The question already sounds a bit ridiculous, but nonetheless to be sure I did a little research into early education. Fortunately, unlike my preconceptions, it does not only mean early academic learning. I found that a qualified early childhood institution really does provide a playground for young children. It allows them to experience their world, lets them learn how things work through exploration and games. Such an institution introduces them to social interaction with other kids and teaches them how to share, cooperate, take turns and deal with small conflicts with other children. Meanwhile, parents can watch, learn and participate the whole time.

This kind of education is the exact type of cognitive stimulation that every young child needs, but it isn't necessarily related to books, pencils or early education centers. It can happen anywhere: be it home, neighborhoods or parks and in every moment of everyday life as long as parents know how to guide their children. It requires high-quality and dedicated companionship from parents and adults, instead of them constantly being preoccupied thinking about their work, checking smartphones or just taking photos of their cute little angels for "sharenting" on social media.

I used to believe every mother can turn into an educator at the blink of an eye once their babies enter the world. I recently found out I could not be more wrong.

Facing my sweet little angel, I have so much to say, but do not know where to start. I am eager to play games with him, yet I do not know how. I am dying to understand him but his vocabulary is so limited. That's when I decided to go to an early childhood learning program: not to teach my kid anything but to make myself feel more ready as a parent.
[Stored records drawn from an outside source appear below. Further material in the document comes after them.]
//! Retry policy for LLM transport failures.
//!
//! A pure calculator: the agent loop asks whether an error is worth
//! retrying and how long to back off, and performs the sleeping itself.
//! Backoff grows exponentially from `min_timeout` by `factor`, capped at
//! `max_timeout`, with optional uniform jitter in [0.5, 1.5]. A
//! server-issued `Retry-After` hint overrides the computed backoff
//! (clamped to `max_retry_after`) when `respect_retry_after` is set.

use std::sync::Arc;
use std::time::Duration;

use crate::transport::TransportError;

/// User-supplied override for retryability classification.
pub type RetryPredicate = Arc<dyn Fn(&TransportError) -> bool + Send + Sync>;

/// Retry configuration.
#[derive(Clone)]
pub struct RetryConfig {
    /// Number of retries after the first attempt.
    pub retries: u32,
    /// Backoff for the first retry.
    pub min_timeout: Duration,
    /// Backoff ceiling.
    pub max_timeout: Duration,
    /// Exponential growth factor.
    pub factor: f64,
    /// Apply uniform jitter in [0.5, 1.5].
    pub randomize: bool,
    /// Prefer a server-issued `Retry-After` hint over the backoff.
    pub respect_retry_after: bool,
    /// Ceiling applied to `Retry-After` hints.
    pub max_retry_after: Duration,
    /// Overrides the default retryability classification when set.
    pub should_retry: Option<RetryPredicate>,
}

impl Default for RetryConfig {
    fn default() -> Self {
        Self {
            retries: 3,
            min_timeout: Duration::from_secs(1),
            max_timeout: Duration::from_secs(30),
            factor: 2.0,
            randomize: true,
            respect_retry_after: true,
            max_retry_after: Duration::from_secs(60),
            should_retry: None,
        }
    }
}

impl std::fmt::Debug for RetryConfig {
    fn fmt(&self, f: &mut std::fmt::Formatter<'_>) -> std::fmt::Result {
        f.debug_struct("RetryConfig")
            .field("retries", &self.retries)
            .field("min_timeout", &self.min_timeout)
            .field("max_timeout", &self.max_timeout)
            .field("factor", &self.factor)
            .field("randomize", &self.randomize)
            .field("respect_retry_after", &self.respect_retry_after)
            .field("max_retry_after", &self.max_retry_after)
            .field("should_retry", &self.should_retry.as_ref().map(|_| "<fn>"))
            .finish()
    }
}

impl RetryConfig {
    /// Returns `true` if `error` is worth retrying under this policy.
    #[must_use]
    pub fn should_retry(&self, error: &TransportError) -> bool {
        match &self.should_retry {
            Some(predicate) => predicate(error),
            None => error.is_retryable(),
        }
    }

    /// Backoff delay for a 1-indexed attempt number.
    #[must_use]
    pub fn backoff(&self, attempt: u32) -> Duration {
        let exp = self.factor.powi(attempt.saturating_sub(1).min(63) as i32);
        let base = self.min_timeout.as_secs_f64() * exp;
        let capped = base.min(self.max_timeout.as_secs_f64());
        let jittered = if self.randomize {
            capped * (0.5 + fastrand::f64())
        } else {
            capped
        };
        Duration::from_secs_f64(jittered)
    }

    /// Delay to apply after `error` on the given 1-indexed attempt.
    ///
    /// Uses the error's `Retry-After` hint in place of the backoff when
    /// configured to, clamped to `max_retry_after`.
    #[must_use]
    pub fn delay_after(&self, attempt: u32, error: &TransportError) -> Duration {
        if self.respect_retry_after
            && let Some(hint) = error.retry_after
        {
            return hint.min(self.max_retry_after);
        }
        self.backoff(attempt)
    }
}

#[cfg(test)]
mod tests {
    use super::*;
    use crate::transport::TransportErrorKind;

    fn plain() -> RetryConfig {
        RetryConfig {
            randomize: false,
            ..RetryConfig::default()
        }
    }

    #[test]
    fn backoff_grows_exponentially() {
        let config = plain();
        assert_eq!(config.backoff(1), Duration::from_secs(1));
        assert_eq!(config.backoff(2), Duration::from_secs(2));
        assert_eq!(config.backoff(3), Duration::from_secs(4));
    }

    #[test]
    fn backoff_is_capped() {
        let config = plain();
        assert_eq!(config.backoff(20), Duration::from_secs(30));
    }

    #[test]
    fn jitter_stays_in_half_to_one_and_a_half() {
        let config = RetryConfig::default();
        for _ in 0..50 {
            let delay = config.backoff(1);
            assert!(delay >= Duration::from_millis(500));
            assert!(delay <= Duration::from_millis(1500));
        }
    }

    #[test]
    fn retry_after_hint_overrides_backoff() {
        let config = plain();
        let err = TransportError::rate_limited("slow", Some(Duration::from_secs(7)));
        assert_eq!(config.delay_after(1, &err), Duration::from_secs(7));
    }

    #[test]
    fn retry_after_hint_is_clamped() {
        let config = plain();
        let err = TransportError::rate_limited("slow", Some(Duration::from_secs(600)));
        assert_eq!(config.delay_after(1, &err), Duration::from_secs(60));
    }

    #[test]
    fn hint_ignored_when_not_respected() {
        let config = RetryConfig {
            respect_retry_after: false,
            ..plain()
        };
        let err = TransportError::rate_limited("slow", Some(Duration::from_secs(7)));
        assert_eq!(config.delay_after(2, &err), Duration::from_secs(2));
    }

    #[test]
    fn predicate_overrides_default_classification() {
        let config = RetryConfig {
            should_retry: Some(Arc::new(|e: &TransportError| {
                e.message.contains("flaky")
            })),
            ..plain()
        };
        let retryable_by_default = TransportError::new(TransportErrorKind::Network, "down");
        assert!(!config.should_retry(&retryable_by_default));
        let flaky = TransportError::api(400, "flaky thing");
        assert!(config.should_retry(&flaky));
    }

    #[test]
    fn default_classification_used_without_predicate() {
        let config = plain();
        assert!(config.should_retry(&TransportError::network("down")));
        assert!(!config.should_retry(&TransportError::api(401, "no")));
    }
}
I want to see him play with joy. I want him to know that not everything he does in the future must be for the benefit of his academic record or career. I want him to enjoy life to the fullest wherever he is and feel capable of facing challenges, frustrations, successes and failures. He may one day become an Olympic champion, politician or aerospace engineer. Or not.

But one thing is for sure: He must be the writer of his own story and choose his own narrative. I can only start to teach him how to write, nothing more.

I feel now I have a little idea on where to begin in this mother-and-son journey, and compared with my son I think I need more learning education than he does. I think a lot of parents do.

I just need to find the right place, book or guide that does not teach infants how to do math but teaches kids to be kids - happy and curious - and helps make me into a truly capable parent.